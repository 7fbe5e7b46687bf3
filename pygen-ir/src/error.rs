//! Error types for the IR crate.
//!
//! The schema itself recognizes a single invalid-input condition (a symbol
//! without a name). Everything else here comes from the layers built on top
//! of it: the exchange codec, the signature parser and the emitters.

use thiserror::Error;

/// Result type alias for IR operations.
pub type IrResult<T> = Result<T, IrError>;

/// Main error type for IR operations.
#[derive(Debug, Error)]
pub enum IrError {
    /// A symbol was constructed with an empty name.
    #[error("symbol name must not be empty")]
    EmptyName,

    /// The exchange document could not be encoded or decoded.
    #[error("invalid IR document: {0}")]
    Codec(#[from] serde_json::Error),

    /// IO error while reading or writing an exchange document.
    #[error("IO error: {0}")]
    Io(#[from] std::io::Error),

    /// A signature string could not be parsed.
    #[error("invalid signature: {0}")]
    Signature(#[from] SignatureError),

    /// An emitter failed to render a module.
    #[error("emitter '{emitter}' failed: {message}")]
    Emit { emitter: String, message: String },
}

impl IrError {
    /// Create an emitter error.
    pub fn emit(emitter: impl Into<String>, message: impl Into<String>) -> Self {
        Self::Emit {
            emitter: emitter.into(),
            message: message.into(),
        }
    }
}

/// Error raised while parsing a textual signature.
#[derive(Debug, Clone, PartialEq, Eq, Error)]
pub enum SignatureError {
    /// The signature does not start with `(`.
    #[error("expected '(' at the start of '{0}'")]
    MissingParen(String),

    /// Brackets or quotes do not balance.
    #[error("unbalanced brackets or quotes in '{0}'")]
    Unbalanced(String),

    /// A parameter slot between commas is empty.
    #[error("empty parameter at position {position}")]
    EmptyParameter { position: usize },

    /// A `/` marker appears where positional-only parameters are not allowed.
    #[error("misplaced '/' marker at position {position}")]
    MisplacedSlash { position: usize },

    /// A parameter or marker follows `**kwargs`.
    #[error("parameter after '**' at position {position}")]
    AfterVarKeyword { position: usize },

    /// Text after the closing parenthesis is not a return annotation.
    #[error("unexpected trailing text '{0}'")]
    TrailingText(String),
}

- - - - - - -

(BRIEF):
Copy every line of the records, leaving nothing out.

(RESULT):
repository 7fbe5e7b46687bf3
filename pygen-ir/src/error.rs
//! Error types for the IR crate.
//!
//! The schema itself recognizes a single invalid-input condition (a symbol
//! without a name). Everything else here comes from the layers built on top
//! of it: the exchange codec, the signature parser and the emitters.

use thiserror::Error;

/// Result type alias for IR operations.
pub type IrResult<T> = Result<T, IrError>;

/// Main error type for IR operations.
#[derive(Debug, Error)]
pub enum IrError {
    /// A symbol was constructed with an empty name.
    #[error("symbol name must not be empty")]
    EmptyName,

    /// The exchange document could not be encoded or decoded.
    #[error("invalid IR document: {0}")]
    Codec(#[from] serde_json::Error),

    /// IO error while reading or writing an exchange document.
    #[error("IO error: {0}")]
    Io(#[from] std::io::Error),

    /// A signature string could not be parsed.
    #[error("invalid signature: {0}")]
    Signature(#[from] SignatureError),

    /// An emitter failed to render a module.
    #[error("emitter '{emitter}' failed: {message}")]
    Emit { emitter: String, message: String },
}

impl IrError {
    /// Create an emitter error.
    pub fn emit(emitter: impl Into<String>, message: impl Into<String>) -> Self {
        Self::Emit {
            emitter: emitter.into(),
            message: message.into(),
        }
    }
}

/// Error raised while parsing a textual signature.
#[derive(Debug, Clone, PartialEq, Eq, Error)]
pub enum SignatureError {
    /// The signature does not start with `(`.
    #[error("expected '(' at the start of '{0}'")]
    MissingParen(String),

    /// Brackets or quotes do not balance.
    #[error("unbalanced brackets or quotes in '{0}'")]
    Unbalanced(String),

    /// A parameter slot between commas is empty.
    #[error("empty parameter at position {position}")]
    EmptyParameter { position: usize },

    /// A `/` marker appears where positional-only parameters are not allowed.
    #[error("misplaced '/' marker at position {position}")]
    MisplacedSlash { position: usize },

    /// A parameter or marker follows `**kwargs`.
    #[error("parameter after '**' at position {position}")]
    AfterVarKeyword { position: usize },

    /// Text after the closing parenthesis is not a return annotation.
    #[error("unexpected trailing text '{0}'")]
    TrailingText(String),
}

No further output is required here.